-- Exercise --
The output is the lines below from the one with "Content-addressed payload store." through the one with "the same address.", both included, printed exactly and with no other line.

-- Extracted records --
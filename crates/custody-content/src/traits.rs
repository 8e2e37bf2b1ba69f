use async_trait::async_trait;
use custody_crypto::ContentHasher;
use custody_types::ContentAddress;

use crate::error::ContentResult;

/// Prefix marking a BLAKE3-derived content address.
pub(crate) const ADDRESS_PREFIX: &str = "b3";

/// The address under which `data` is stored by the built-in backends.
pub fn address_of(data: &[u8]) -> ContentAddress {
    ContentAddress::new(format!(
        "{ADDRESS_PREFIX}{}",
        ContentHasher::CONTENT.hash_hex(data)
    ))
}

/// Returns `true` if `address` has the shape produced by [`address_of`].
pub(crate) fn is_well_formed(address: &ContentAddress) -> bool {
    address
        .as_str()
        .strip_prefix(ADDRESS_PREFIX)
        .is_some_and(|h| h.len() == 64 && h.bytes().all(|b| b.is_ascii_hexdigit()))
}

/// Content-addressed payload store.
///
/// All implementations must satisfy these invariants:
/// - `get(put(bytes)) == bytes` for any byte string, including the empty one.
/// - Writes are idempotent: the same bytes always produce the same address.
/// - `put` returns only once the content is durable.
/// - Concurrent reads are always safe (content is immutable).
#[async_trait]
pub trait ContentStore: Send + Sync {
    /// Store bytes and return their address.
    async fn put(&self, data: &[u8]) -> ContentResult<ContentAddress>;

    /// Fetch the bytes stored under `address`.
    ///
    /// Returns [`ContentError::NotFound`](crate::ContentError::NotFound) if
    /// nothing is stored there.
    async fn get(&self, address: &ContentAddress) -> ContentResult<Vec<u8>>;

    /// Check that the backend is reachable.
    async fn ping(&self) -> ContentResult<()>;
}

-- Response --
/// Content-addressed payload store.
///
/// All implementations must satisfy these invariants:
/// - `get(put(bytes)) == bytes` for any byte string, including the empty one.
/// - Writes are idempotent: the same bytes always produce the same address.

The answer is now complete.